Over the course of his long career, John Hurt had been bottled and speared, shot and burnt, stabbed and blown up, strangled and drowned.

He had been electrocut­ed and hanged. A thug had beaten him to blancmange with a baseball bat. Someone else flung him over the parapet of a castle on to the jagged rocks below.

There was another particular­ly splendid death when that vile critter burst out of his chest in Alien. He had even managed to expire as a little fluffy bunny in Watership Down.

Someone collated all of the actor’s dramatic demises. Interested parties are directed to a YouTube clip called The Many Deaths of John Hurt ,in which our hero karks it 40 times.

‘‘Yes, it’s true!’’ said Hurt, in a glorious posh voice that made me think of port and pipe tobacco. I pictured him sitting in the sort of elegantly appointed London drawing room where a single antique roll-top desk was worth more than my entire house.

‘‘I have died in so many spectacula­r ways, and I remember shooting them all, too. I imagine all those deaths will flash in front of me when I’m on my deathbed, faced with the real thing.’’

Whether that happened, I couldn’t say. But the venerable British actor has finally gone to meet his maker for real.

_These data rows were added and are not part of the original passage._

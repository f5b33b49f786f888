use jsonwebtoken::errors::ErrorKind;
use jsonwebtoken::{Algorithm, DecodingKey, EncodingKey, Header, Validation};
use serde::{Deserialize, Serialize};
use serde_json::{Map, Value};
use std::{fmt, sync::Arc};
use thiserror::Error;

use crate::services::auth::clock::Clock;

/// Admin sessions are re-established often.
pub const ADMIN_TOKEN_TTL_SECONDS: u64 = 24 * 60 * 60;
/// User sessions persist for a year.
pub const USER_TOKEN_TTL_SECONDS: u64 = 365 * 24 * 60 * 60;

// Why a token was refused. Gates collapse all of these into one generic
// rejection; the variant is only ever logged.
#[derive(Debug, Error)]
pub enum TokenError {
    #[error("malformed token")]
    Malformed,
    #[error("token signature invalid")]
    SignatureInvalid,
    #[error("token expired")]
    Expired,
    #[error("token not yet valid")]
    NotYetValid,
    #[error("token signing failed: {0}")]
    Signing(#[source] jsonwebtoken::errors::Error),
}

impl From<jsonwebtoken::errors::Error> for TokenError {
    fn from(e: jsonwebtoken::errors::Error) -> Self {
        match e.kind() {
            ErrorKind::InvalidSignature => Self::SignatureInvalid,
            ErrorKind::ExpiredSignature => Self::Expired,
            ErrorKind::ImmatureSignature => Self::NotYetValid,
            // Includes InvalidAlgorithm: a header naming anything outside the
            // HMAC family never reaches signature verification.
            _ => Self::Malformed,
        }
    }
}

/// Claims written at issuance.
#[derive(Debug, Serialize)]
struct IssuedClaims<'a> {
    user_id: &'a str,
    #[serde(skip_serializing_if = "Option::is_none")]
    is_admin: Option<bool>,
    iat: i64,
    exp: i64,
}

/// Decoded claim set, exactly as it was signed.
///
/// Kept as a raw mapping so callers decide how strictly to read each key
/// (a non-string `user_id` is a gate-level rejection, not a decode failure).
#[derive(Debug, Clone, PartialEq, Serialize, Deserialize)]
#[serde(transparent)]
pub struct Claims(Map<String, Value>);

impl Claims {
    /// `user_id`, when it is a string.
    pub fn subject(&self) -> Option<&str> {
        self.0.get("user_id").and_then(Value::as_str)
    }

    /// True only for an explicit boolean `true`.
    pub fn is_admin(&self) -> bool {
        matches!(self.0.get("is_admin"), Some(Value::Bool(true)))
    }

    pub fn issued_at(&self) -> Option<i64> {
        self.0.get("iat").and_then(unix_seconds)
    }

    pub fn expires_at(&self) -> Option<i64> {
        self.0.get("exp").and_then(unix_seconds)
    }

    pub fn into_inner(self) -> Map<String, Value> {
        self.0
    }
}

fn unix_seconds(v: &Value) -> Option<i64> {
    v.as_i64().or_else(|| v.as_f64().map(|f| f as i64))
}

/// HS256 token codec over a single shared secret.
///
/// - Key material is intentionally not printable via Debug.
/// - Time checks use the injected clock with zero leeway; the window
///   `[iat, exp]` is closed on both ends.
#[derive(Clone)]
pub struct TokenCodec {
    encoding_key: EncodingKey,
    decoding_key: DecodingKey,
    validation: Validation,
    clock: Arc<dyn Clock>,
}

impl fmt::Debug for TokenCodec {
    fn fmt(&self, f: &mut fmt::Formatter<'_>) -> fmt::Result {
        f.debug_struct("TokenCodec")
            .field("algorithms", &self.validation.algorithms)
            .field("clock", &self.clock)
            .finish()
    }
}

impl TokenCodec {
    pub fn new(secret: &[u8], clock: Arc<dyn Clock>) -> Self {
        let mut validation = Validation::new(Algorithm::HS256);
        validation.algorithms = vec![Algorithm::HS256, Algorithm::HS384, Algorithm::HS512];
        // exp/iat are checked against our own clock in `decode`.
        validation.validate_exp = false;
        validation.validate_nbf = false;
        validation.validate_aud = false;
        validation.required_spec_claims.clear();
        validation.leeway = 0;

        Self {
            encoding_key: EncodingKey::from_secret(secret),
            decoding_key: DecodingKey::from_secret(secret),
            validation,
            clock,
        }
    }

    /// Sign `user_id` (+ `is_admin` for admin tokens) valid from now for `ttl_seconds`.
    pub fn encode(
        &self,
        subject: &str,
        is_admin: bool,
        ttl_seconds: u64,
    ) -> Result<String, TokenError> {
        let now = self.clock.now();
        let ttl = i64::try_from(ttl_seconds).unwrap_or(i64::MAX);

        let claims = IssuedClaims {
            user_id: subject,
            is_admin: is_admin.then_some(true),
            iat: now,
            exp: now.saturating_add(ttl),
        };

        jsonwebtoken::encode(&Header::new(Algorithm::HS256), &claims, &self.encoding_key)
            .map_err(TokenError::Signing)
    }

    /// Verify structure, algorithm family, signature and validity window.
    pub fn decode(&self, token: &str) -> Result<Claims, TokenError> {
        if token.split('.').count() != 3 {
            return Err(TokenError::Malformed);
        }

        let claims =
            jsonwebtoken::decode::<Claims>(token, &self.decoding_key, &self.validation)?.claims;

        let (Some(iat), Some(exp)) = (claims.issued_at(), claims.expires_at()) else {
            return Err(TokenError::Malformed);
        };

        let now = self.clock.now();
        if now > exp {
            return Err(TokenError::Expired);
        }
        if now < iat {
            return Err(TokenError::NotYetValid);
        }

        Ok(claims)
    }
}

John Hurt died on Saturday, January 28, aged 77. I was shocked to hear the news. He struck me as a deeply gifted and mischievou­s soul, and the world is a little poorer for his loss.

When I spoke to him, death was a hot topic. I suggested Hurt was perhaps the ‘‘most killed’’ actor of his generation. He chuckled and agreed that this might well be true.

‘‘Ha, yes! That’s entirely possible. My surname certainly suggests a man whose destiny has always been injury.’’

Hurt was born in Derbyshire, the son of a devout vicar, and his decision to become an actor was a great disappoint­ment to his parents, who wanted him to become an art teacher.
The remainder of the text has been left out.